BEGIN

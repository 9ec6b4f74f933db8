use crate::ast::{OperatorKind, Registry};
use crate::error::Result;

pub const ADDITIVE: i32 = 1;
pub const MULTIPLICATIVE: i32 = 2;
/// Shared by `^` and the unary signs, so `-2^2` is `-(2^2)` while `2^-1` still parses.
pub const POWER: i32 = 3;
pub const FACTORIAL: i32 = 5;

pub fn register(registry: &mut Registry<f64>) -> Result<()> {
    registry.register_operator("+", OperatorKind::Infix, ADDITIVE, add)?;
    registry.register_operator("-", OperatorKind::Infix, ADDITIVE, subtract)?;
    registry.register_operator("*", OperatorKind::Infix, MULTIPLICATIVE, multiply)?;
    registry.register_operator("/", OperatorKind::Infix, MULTIPLICATIVE, divide)?;
    registry.register_operator("%", OperatorKind::Infix, MULTIPLICATIVE, remainder)?;
    registry.register_operator("^", OperatorKind::InfixRtl, POWER, power)?;
    registry.register_operator("+", OperatorKind::Prefix, POWER, plus)?;
    registry.register_operator("-", OperatorKind::Prefix, POWER, negate)?;
    registry.register_operator("!", OperatorKind::Suffix, FACTORIAL, factorial)?;
    registry.register_implicit_multiplication(MULTIPLICATIVE, multiply)?;
    Ok(())
}

fn add(args: &[f64]) -> Result<f64, String> {
    Ok(args[0] + args[1])
}

fn subtract(args: &[f64]) -> Result<f64, String> {
    Ok(args[0] - args[1])
}

fn multiply(args: &[f64]) -> Result<f64, String> {
    Ok(args[0] * args[1])
}

/// IEEE semantics: dividing by zero yields an infinity or NaN.
fn divide(args: &[f64]) -> Result<f64, String> {
    Ok(args[0] / args[1])
}

fn remainder(args: &[f64]) -> Result<f64, String> {
    Ok(args[0] % args[1])
}

fn power(args: &[f64]) -> Result<f64, String> {
    Ok(args[0].powf(args[1]))
}

fn plus(args: &[f64]) -> Result<f64, String> {
    Ok(args[0])
}

fn negate(args: &[f64]) -> Result<f64, String> {
    Ok(-args[0])
}

fn factorial(args: &[f64]) -> Result<f64, String> {
    let n = args[0];
    if n < 0.0 || n.fract() != 0.0 {
        return Err(format!("Cannot calculate factorial of {}", n));
    }
    // 171! already overflows f64.
    if n > 170.0 {
        return Ok(f64::INFINITY);
    }
    Ok((2..=n as u64).fold(1.0, |product, i| product * i as f64))
}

END

Line by line, output the records exactly as given.

* Answer for this exercise
repository 9ec6b4f74f933db8
use crate::ast::{OperatorKind, Registry};
use crate::error::Result;

pub const ADDITIVE: i32 = 1;
pub const MULTIPLICATIVE: i32 = 2;
/// Shared by `^` and the unary signs, so `-2^2` is `-(2^2)` while `2^-1` still parses.
pub const POWER: i32 = 3;
pub const FACTORIAL: i32 = 5;

pub fn register(registry: &mut Registry<f64>) -> Result<()> {
    registry.register_operator("+", OperatorKind::Infix, ADDITIVE, add)?;
    registry.register_operator("-", OperatorKind::Infix, ADDITIVE, subtract)?;
    registry.register_operator("*", OperatorKind::Infix, MULTIPLICATIVE, multiply)?;
    registry.register_operator("/", OperatorKind::Infix, MULTIPLICATIVE, divide)?;
    registry.register_operator("%", OperatorKind::Infix, MULTIPLICATIVE, remainder)?;
    registry.register_operator("^", OperatorKind::InfixRtl, POWER, power)?;
    registry.register_operator("+", OperatorKind::Prefix, POWER, plus)?;
    registry.register_operator("-", OperatorKind::Prefix, POWER, negate)?;
    registry.register_operator("!", OperatorKind::Suffix, FACTORIAL, factorial)?;
    registry.register_implicit_multiplication(MULTIPLICATIVE, multiply)?;
    Ok(())
}

fn add(args: &[f64]) -> Result<f64, String> {
    Ok(args[0] + args[1])
}

fn subtract(args: &[f64]) -> Result<f64, String> {
    Ok(args[0] - args[1])
}

fn multiply(args: &[f64]) -> Result<f64, String> {
    Ok(args[0] * args[1])
}

/// IEEE semantics: dividing by zero yields an infinity or NaN.
fn divide(args: &[f64]) -> Result<f64, String> {
    Ok(args[0] / args[1])
}

fn remainder(args: &[f64]) -> Result<f64, String> {
    Ok(args[0] % args[1])
}

fn power(args: &[f64]) -> Result<f64, String> {
    Ok(args[0].powf(args[1]))
}

fn plus(args: &[f64]) -> Result<f64, String> {
    Ok(args[0])
}

fn negate(args: &[f64]) -> Result<f64, String> {
    Ok(-args[0])
}

fn factorial(args: &[f64]) -> Result<f64, String> {
    let n = args[0];
    if n < 0.0 || n.fract() != 0.0 {
        return Err(format!("Cannot calculate factorial of {}", n));
    }
    // 171! already overflows f64.
    if n > 170.0 {
        return Ok(f64::INFINITY);
    }
    Ok((2..=n as u64).fold(1.0, |product, i| product * i as f64))
}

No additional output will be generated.